======== Supplied records

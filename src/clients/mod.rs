pub mod posts_api;

#[cfg(test)]
pub mod in_memory;

pub use posts_api::{HttpPostsApi, PostsApi};
use axum::{
    response::{IntoResponse, Response},
    http::StatusCode,
};
use serde_json::json;
use axum::Json;
use thiserror::Error;

#[derive(Debug, Error)]
pub enum AppError {
    #[error("Invalid input: {0}")]
    InvalidInput(String),

    #[error("Unsupported file type: {0} (expected .csv or .txt)")]
    UnsupportedFileType(String),

    #[error("File is {size} bytes, the limit is {limit} bytes")]
    FileTooLarge { size: usize, limit: usize },

    #[error("Upload exceeds the {limit} byte limit")]
    UploadTooLarge { limit: usize },

    #[error("Import session {0} not found")]
    SessionNotFound(String),

    #[error("Cannot {action} while the import is in the {from} stage")]
    InvalidTransition { from: &'static str, action: &'static str },

    #[error("At least one column must be mapped to title")]
    MissingTitleMapping,

    #[error("Posts API error: {0}")]
    PostsApi(String),

    #[error("Import failed: {0}")]
    ImportFailed(String),

    #[error("CSV error: {0}")]
    Csv(#[from] csv::Error),

    #[error("Internal error: {0}")]
    Internal(String),
}

impl IntoResponse for AppError {
    fn into_response(self) -> Response {
        let status = match &self {
            AppError::InvalidInput(_) => StatusCode::BAD_REQUEST,
            AppError::UnsupportedFileType(_) => StatusCode::UNSUPPORTED_MEDIA_TYPE,
            AppError::FileTooLarge { .. } | AppError::UploadTooLarge { .. } => {
                StatusCode::PAYLOAD_TOO_LARGE
            }
            AppError::SessionNotFound(_) => StatusCode::NOT_FOUND,
            AppError::InvalidTransition { .. } => StatusCode::CONFLICT,
            AppError::MissingTitleMapping => StatusCode::UNPROCESSABLE_ENTITY,
            AppError::PostsApi(_) => StatusCode::BAD_GATEWAY,
            AppError::ImportFailed(_) => StatusCode::INTERNAL_SERVER_ERROR,
            AppError::Csv(_) => StatusCode::INTERNAL_SERVER_ERROR,
            AppError::Internal(_) => StatusCode::INTERNAL_SERVER_ERROR,
        };

        let body = Json(json!({
            "error": self.to_string()
        }));

        (status, body).into_response()
    }
}
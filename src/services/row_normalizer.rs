use once_cell::sync::Lazy;
use regex::Regex;

use crate::models::{ColumnMapping, NewPost, NormalizedRow, PostStatus, TargetField};

pub const MAX_VOTES: u32 = 1000;

static WHITESPACE_RUN: Lazy<Regex> =
    Lazy::new(|| Regex::new(r"\s+").expect("static pattern compiles"));

pub fn normalize_text(value: &str) -> String {
    value.trim().to_string()
}

/// Unknown statuses fall back to `open`.
pub fn normalize_status(value: &str) -> PostStatus {
    PostStatus::from_label(&value.trim().to_lowercase()).unwrap_or_default()
}

/// Leading-integer parse clamped to `0..=MAX_VOTES`; anything without a
/// leading integer counts as zero.
pub fn normalize_votes(value: &str) -> u32 {
    let trimmed = value.trim();
    let (negative, digits) = match trimmed.strip_prefix('-') {
        Some(rest) => (true, rest),
        None => (false, trimmed.strip_prefix('+').unwrap_or(trimmed)),
    };

    let magnitude = digits
        .chars()
        .map_while(|c| c.to_digit(10))
        .fold(0u64, |acc, d| acc.saturating_mul(10).saturating_add(d as u64));

    if negative {
        0
    } else {
        magnitude.min(MAX_VOTES as u64) as u32
    }
}

pub fn normalize_email(value: &str) -> String {
    value.trim().to_lowercase()
}

pub fn normalize_author_name(value: &str) -> String {
    WHITESPACE_RUN.replace_all(value.trim(), " ").into_owned()
}

fn non_empty(value: String) -> Option<String> {
    if value.is_empty() {
        None
    } else {
        Some(value)
    }
}

/// Build the post payload for one record.
///
/// Starts from `status: open` on `board_id` and applies each mapped column in
/// header order, so a later column mapped to the same field overrides an
/// earlier one. Created-at values pass through untouched apart from trimming.
pub fn normalize_row(mapping: &ColumnMapping, record: &[String], board_id: &str) -> NormalizedRow {
    let mut row = NormalizedRow {
        post: NewPost {
            board_id: board_id.to_string(),
            status: PostStatus::Open,
            ..Default::default()
        },
        votes: 0,
    };

    for column in mapping.columns() {
        let raw = record.get(column.index).map(String::as_str).unwrap_or("");
        match column.field {
            TargetField::Title => row.post.title = normalize_text(raw),
            TargetField::Description => row.post.description = non_empty(normalize_text(raw)),
            TargetField::Status => row.post.status = normalize_status(raw),
            TargetField::AuthorName => row.post.author_name = non_empty(normalize_author_name(raw)),
            TargetField::AuthorEmail => row.post.author_email = non_empty(normalize_email(raw)),
            TargetField::Votes => row.votes = normalize_votes(raw),
            TargetField::CreatedAt => row.post.created_at = non_empty(normalize_text(raw)),
            TargetField::Skip => {}
        }
    }

    row
}

#[cfg(test)]
mod tests {
    use super::*;
    use crate::models::MappedColumn;

    fn mapping(fields: &[(&str, TargetField)]) -> ColumnMapping {
        ColumnMapping::new(
            fields
                .iter()
                .enumerate()
                .map(|(index, (column, field))| MappedColumn {
                    index,
                    column: column.to_string(),
                    field: *field,
                })
                .collect(),
        )
    }

    fn record(cells: &[&str]) -> Vec<String> {
        cells.iter().map(|s| s.to_string()).collect()
    }

    #[test]
    fn votes_are_parsed_and_clamped() {
        assert_eq!(normalize_votes("-5"), 0);
        assert_eq!(normalize_votes("50000"), 1000);
        assert_eq!(normalize_votes("abc"), 0);
        assert_eq!(normalize_votes("42"), 42);
        assert_eq!(normalize_votes(" 12.7 "), 12);
        assert_eq!(normalize_votes("99999999999999999999999"), 1000);
        assert_eq!(normalize_votes(""), 0);
    }

    #[test]
    fn status_is_lowercased_with_open_fallback() {
        assert_eq!(normalize_status("WEIRD"), PostStatus::Open);
        assert_eq!(normalize_status("Planned"), PostStatus::Planned);
        assert_eq!(normalize_status("IN_PROGRESS"), PostStatus::InProgress);
        assert_eq!(normalize_status(""), PostStatus::Open);
    }

    #[test]
    fn author_fields_are_cleaned() {
        assert_eq!(normalize_author_name("  Ada \t  Lovelace "), "Ada Lovelace");
        assert_eq!(normalize_email(" Ada@Example.COM "), "ada@example.com");
    }

    #[test]
    fn row_carries_board_and_mapped_fields_only() {
        let mapping = mapping(&[
            ("Title", TargetField::Title),
            ("Internal", TargetField::Skip),
            ("Votes", TargetField::Votes),
            ("Status", TargetField::Status),
            ("Email", TargetField::AuthorEmail),
            ("When", TargetField::CreatedAt),
        ]);
        let row = normalize_row(
            &mapping,
            &record(&["Dark mode", "secret", "150", "Planned", "A@B.io", "last tuesday"]),
            "board-1",
        );

        assert_eq!(row.post.board_id, "board-1");
        assert_eq!(row.post.title, "Dark mode");
        assert_eq!(row.post.status, PostStatus::Planned);
        assert_eq!(row.post.author_email.as_deref(), Some("a@b.io"));
        assert_eq!(row.post.created_at.as_deref(), Some("last tuesday"));
        assert_eq!(row.post.description, None);
        assert_eq!(row.votes, 150);
    }

    #[test]
    fn unmapped_status_defaults_to_open_and_empty_title_survives() {
        let mapping = mapping(&[("Title", TargetField::Title)]);
        let row = normalize_row(&mapping, &record(&["  "]), "b");
        assert_eq!(row.post.status, PostStatus::Open);
        assert_eq!(row.post.title, "");
    }

    #[test]
    fn later_duplicate_mapping_overrides_earlier() {
        let mapping = mapping(&[("A", TargetField::Title), ("B", TargetField::Title)]);
        let row = normalize_row(&mapping, &record(&["first", "second"]), "b");
        assert_eq!(row.post.title, "second");
    }
}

================

Task prompt:
Given the records above, reproduce precisely and only the lines between the line holding "StatusCode::PAYLOAD_TOO_LARGE" and the line holding "filename src/services/row_normalizer.rs", inclusive.

Answer to the problem:
                StatusCode::PAYLOAD_TOO_LARGE
            }
            AppError::SessionNotFound(_) => StatusCode::NOT_FOUND,
            AppError::InvalidTransition { .. } => StatusCode::CONFLICT,
            AppError::MissingTitleMapping => StatusCode::UNPROCESSABLE_ENTITY,
            AppError::PostsApi(_) => StatusCode::BAD_GATEWAY,
            AppError::ImportFailed(_) => StatusCode::INTERNAL_SERVER_ERROR,
            AppError::Csv(_) => StatusCode::INTERNAL_SERVER_ERROR,
            AppError::Internal(_) => StatusCode::INTERNAL_SERVER_ERROR,
        };

        let body = Json(json!({
            "error": self.to_string()
        }));

        (status, body).into_response()
    }
}
filename src/services/row_normalizer.rs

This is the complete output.